Saudi Aramco will expand its market share in Asia despite likely OPEC limits on output next year, and is eyeing deals in China and Africa as it aims to become a global leader in chemicals, the head of the world’s top oil producer said on Monday.
Amin Nasser, chief executive of the state oil giant, told Reuters that his company would abide by any OPEC agreement to cut crude production in 2019, less than two weeks before the exporter group meets to decide output policy.
But he added that he still sees growth opportunities in Asia – identifying China, India, Malaysia and Indonesia – and will push ahead with refining ventures to guarantee new outlets for Aramco’s crude.
“We are always going to be attempting to expand our market share but at the same time the company is obliged to meet any agreement by OPEC,” Nasser said in an interview in Dhahran, Saudi Arabia.

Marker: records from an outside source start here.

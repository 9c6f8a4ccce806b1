//! Process-wide `tracing` subscriber setup.

use serde::{Deserialize, Serialize};
use std::str::FromStr;
use tracing_subscriber::{fmt, EnvFilter};

/// Variable holding the log filter, checked before `RUST_LOG`.
pub const ENV_LOG: &str = "GENFLOW_LOG";

const DEFAULT_FILTER: &str = "info";

/// Log output format.
#[derive(Debug, Clone, Copy, PartialEq, Eq, Default, Serialize, Deserialize)]
#[serde(rename_all = "snake_case")]
pub enum LogFormat {
    /// Human-readable multi-line output.
    #[default]
    Pretty,
    /// One JSON object per line.
    Json,
}

impl FromStr for LogFormat {
    type Err = String;

    fn from_str(s: &str) -> Result<Self, Self::Err> {
        match s.trim().to_ascii_lowercase().as_str() {
            "pretty" | "text" => Ok(Self::Pretty),
            "json" => Ok(Self::Json),
            other => Err(format!("unknown log format '{other}'")),
        }
    }
}

/// Picks the filter directive from `GENFLOW_LOG`, then `RUST_LOG`, then `info`.
fn filter_directive<F>(lookup: F) -> String
where
    F: Fn(&str) -> Option<String>,
{
    lookup(ENV_LOG)
        .or_else(|| lookup(EnvFilter::DEFAULT_ENV))
        .filter(|value| !value.trim().is_empty())
        .unwrap_or_else(|| DEFAULT_FILTER.to_string())
}

/// Installs the global subscriber.
///
/// Returns `false` if a subscriber was already installed, so repeated calls
/// are harmless.
pub fn init_logging(format: LogFormat) -> bool {
    let directive = filter_directive(|key| std::env::var(key).ok());
    let filter = EnvFilter::try_new(&directive).unwrap_or_else(|_| EnvFilter::new(DEFAULT_FILTER));

    let result = match format {
        LogFormat::Pretty => fmt().with_env_filter(filter).with_target(true).try_init(),
        LogFormat::Json => fmt()
            .json()
            .with_env_filter(filter)
            .with_current_span(true)
            .try_init(),
    };
    result.is_ok()
}
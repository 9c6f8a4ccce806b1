//! Stage output type with factory methods.

use super::StageStatus;
use serde::{Deserialize, Serialize};
use std::collections::HashMap;

/// The discriminated result of a stage run.
///
/// A failure output stops the pipeline without retry. Transient failures
/// that should be retried are returned as `Err(GenflowError)` instead.
#[derive(Debug, Clone, PartialEq, Serialize, Deserialize)]
pub struct StageOutput {
    /// The status of the stage run.
    pub status: StageStatus,

    /// The output data (for successful runs).
    #[serde(default, skip_serializing_if = "HashMap::is_empty")]
    pub data: HashMap<String, serde_json::Value>,

    /// Error message (for failed runs).
    #[serde(default, skip_serializing_if = "Option::is_none")]
    pub error: Option<String>,

    /// Skip reason (for skipped runs).
    #[serde(default, skip_serializing_if = "Option::is_none")]
    pub skip_reason: Option<String>,
}

impl Default for StageOutput {
    fn default() -> Self {
        Self::ok_empty()
    }
}

impl StageOutput {
    /// Creates a successful output with data.
    #[must_use]
    pub const fn ok(data: HashMap<String, serde_json::Value>) -> Self {
        Self {
            status: StageStatus::Ok,
            data,
            error: None,
            skip_reason: None,
        }
    }

    /// Creates a successful output with no data.
    #[must_use]
    pub fn ok_empty() -> Self {
        Self::ok(HashMap::new())
    }

    /// Creates a successful output with a single value.
    #[must_use]
    pub fn ok_value(key: impl Into<String>, value: serde_json::Value) -> Self {
        Self::ok(HashMap::from([(key.into(), value)]))
    }

    /// Creates a skip output with a reason.
    #[must_use]
    pub fn skip(reason: impl Into<String>) -> Self {
        Self {
            status: StageStatus::Skip,
            data: HashMap::new(),
            error: None,
            skip_reason: Some(reason.into()),
        }
    }

    /// Creates a failure output with an error message.
    #[must_use]
    pub fn fail(error: impl Into<String>) -> Self {
        Self {
            status: StageStatus::Fail,
            data: HashMap::new(),
            error: Some(error.into()),
            skip_reason: None,
        }
    }

    /// Adds one value to the output data.
    #[must_use]
    pub fn with_value(mut self, key: impl Into<String>, value: serde_json::Value) -> Self {
        self.data.insert(key.into(), value);
        self
    }

    /// Returns true if the output indicates success.
    #[must_use]
    pub const fn is_success(&self) -> bool {
        self.status.is_success()
    }

    /// Returns true if the output indicates failure.
    #[must_use]
    pub const fn is_failure(&self) -> bool {
        self.status.is_failure()
    }

    /// Gets a value from the data.
    #[must_use]
    pub fn get(&self, key: &str) -> Option<&serde_json::Value> {
        self.data.get(key)
    }
}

“Asia is a very important market for us. We are looking at two potential JVs (joint ventures) for refineries in China right now … We continue to expand our market share in different markets.
“We are looking at India, we are looking at Malaysia, we are looking at Indonesia, we are looking at China. All these markets are very important to us. And other markets as well, even in Africa,” he added.
Aramco said last week it would sign five crude oil supply agreements with Chinese customers, taking its supply to China to a record-high 1.67 million barrels per day (bpd) in 2019.
Nasser did not explain how Aramco would meet that higher demand if the Organization of the Petroleum Exporting Countries, of which Saudi Arabia is the de facto leader, decided to restrict production next year.
Asked whether the company planned to reduce crude exports to the United States as inventories there increase, he said: “All markets are important for us. Asia is the biggest market for sure, then Europe and the U.S.”
Nasser added that plans to expand the company’s Motiva refinery in the United States and move into petrochemical production at that plant were going ahead as scheduled.
OPEC meets in Vienna on Dec. 6, amid expectations that Saudi Arabia will push for a production cut of up to 1.4 million bpd by the producer club and its allies to prop up sagging oil prices.
Benchmark Brent crude was trading near $60 a barrel on Monday, clawing back some losses after plunging nearly 8 percent the previous session amid fears of a supply glut.